Норвежцы были прагматиками. Воин, захватив земли и видя перед собой крест, возвышающийся в некой точке местности, вполне мог назвать это место Кросснесс (Крестовый перевал), то есть подтвердить название, под которым это место уже было знакомо туземным жителям. Если же ярл захватывал земли, на которых уже стояли христианский алтарь или часовня, он вполне мог назвать их Киркьюбол (Место, (где стоит) часовня), хотя сам он был и оставался стойким последователем Тора.
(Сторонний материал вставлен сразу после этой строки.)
//! Semantic invoice fields and their typed values.
//!
//! A field name (`seller`, `tax_rate`, …) maps through the static
//! [registry](FIELDS) to a flavor-specific path; [`FieldKind`] decides how
//! the leaf text is parsed on read and serialized on write.

mod accessor;
mod registry;

use std::fmt;

use chrono::NaiveDate;
use rust_decimal::Decimal;
use serde::Serialize;

pub(crate) use accessor::{get, get_all, set};
pub use accessor::{GroupRegistry, ResolvedNode, resolve};
pub use registry::{FIELDS, FieldSpec, lookup};

use crate::core::CodeList;
use crate::xml::format_decimal;

/// How a field's leaf text is typed.
#[derive(Debug, Clone, Copy, PartialEq, Eq, Hash, Serialize)]
pub enum FieldKind {
    Text,
    /// `YYYYMMDD` with a `format="102"` qualifier.
    Date,
    Amount,
    /// Text restricted to a code list.
    Code(CodeList),
}

impl fmt::Display for FieldKind {
    fn fmt(&self, f: &mut fmt::Formatter<'_>) -> fmt::Result {
        match self {
            Self::Text => f.write_str("text"),
            Self::Date => f.write_str("date"),
            Self::Amount => f.write_str("amount"),
            Self::Code(list) => write!(f, "{list} code"),
        }
    }
}

/// A typed field value.
#[derive(Debug, Clone, PartialEq, Eq, Serialize)]
#[serde(untagged)]
pub enum FieldValue {
    Text(String),
    Date(NaiveDate),
    Amount(Decimal),
}

impl FieldValue {
    pub fn as_text(&self) -> Option<&str> {
        match self {
            Self::Text(s) => Some(s),
            _ => None,
        }
    }

    pub fn as_date(&self) -> Option<NaiveDate> {
        match self {
            Self::Date(d) => Some(*d),
            _ => None,
        }
    }

    pub fn as_amount(&self) -> Option<Decimal> {
        match self {
            Self::Amount(a) => Some(*a),
            _ => None,
        }
    }

    /// Leaf text as stored in the XML.
    pub(crate) fn to_xml_text(&self) -> String {
        match self {
            Self::Text(s) => s.clone(),
            Self::Date(d) => d.format("%Y%m%d").to_string(),
            Self::Amount(a) => format_decimal(*a),
        }
    }
}

/// Dates display as ISO 8601, amounts with at least two decimals.
impl fmt::Display for FieldValue {
    fn fmt(&self, f: &mut fmt::Formatter<'_>) -> fmt::Result {
        match self {
            Self::Text(s) => f.write_str(s),
            Self::Date(d) => write!(f, "{}", d.format("%Y-%m-%d")),
            Self::Amount(a) => f.write_str(&format_decimal(*a)),
        }
    }
}

impl From<&str> for FieldValue {
    fn from(s: &str) -> Self {
        Self::Text(s.to_string())
    }
}

impl From<String> for FieldValue {
    fn from(s: String) -> Self {
        Self::Text(s)
    }
}

impl From<NaiveDate> for FieldValue {
    fn from(d: NaiveDate) -> Self {
        Self::Date(d)
    }
}

impl From<Decimal> for FieldValue {
    fn from(a: Decimal) -> Self {
        Self::Amount(a)
    }
}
Капеллы (часовни), алтари и поклонные кресты всегда были характерной чертой ландшафта в раннехристианских странах. Я уверен, что норвежцы, оккупировавшие Ирландию, приняли уже существующую топонимию и продолжали пользоваться ею, хотя в ее состав входили названия многих таких мест. Новые, возникшие под влиянием норвежцев топонимы аналогичного происхождения, вне всякого сомнения, появились на карте уже после того, как сами норвежцы приняли христианство, однако старинные названия сохранились.
Беглый взгляд
на карту Исландии позволяет обнаружить не менее пятидесяти девяти топонимов, содержащих корни кирк, кросс или папа, в восточной части острова, тридцать три таких топонима вдоль южного побережья, двадцать пять — в западном округе и, наконец, двадцать девять — на северо-западном полуострове Исландии. Топонимы эти позволяют идентифицировать тридцать шесть мест, где некогда стояли поклонные кресты, двадцать девять мест, где высились капеллы; семь мест содержат в своих топонимах корень «папа» и еще тридцать четыре усадьбы или земельных надела, в названия которых входят хотя бы один из трех этих топонимов. Поэтому я прихожу к выводу, что многие, если не большинство, таких топонимов обязаны своим происхождением альбанам — прежним жителям той страны.Другие беженцы могли двинуться в глубинные районы острова, например, в изолированную от внешнего мира южную долину Скафтб Ривер, а также к берегам Лагарфльота, лежащим далеко в глубине сухопутных массивов у восточных фьордов.
Однако куда бы ни направились эти несчастные изгнанники, они рано или поздно оказывались в окружении норвежских владений. В своей написанной еще полвека назад книге «Пастухи и отшельники» Том Летбридж задавал вопрос:
«Не правда ли, просто в уме не укладывается, что в Исландии во времена (норвежских) захватов еще могли жить некоторые люди, и притом не монахи, а простые потомственные фермеры? Кем, например, были обитатели пещер (упоминаемые в хронике)? «Торфи предал смерти людей Кроппа, целых двенадцать человек. Он продолжил свои убийства, избивая хольмсменов (островитян Хольма), вместе с Олуги Черным и Стурлой Годи побывал на Хеллисфитаре, где ими было убито восемнадцать обитателей пещер.»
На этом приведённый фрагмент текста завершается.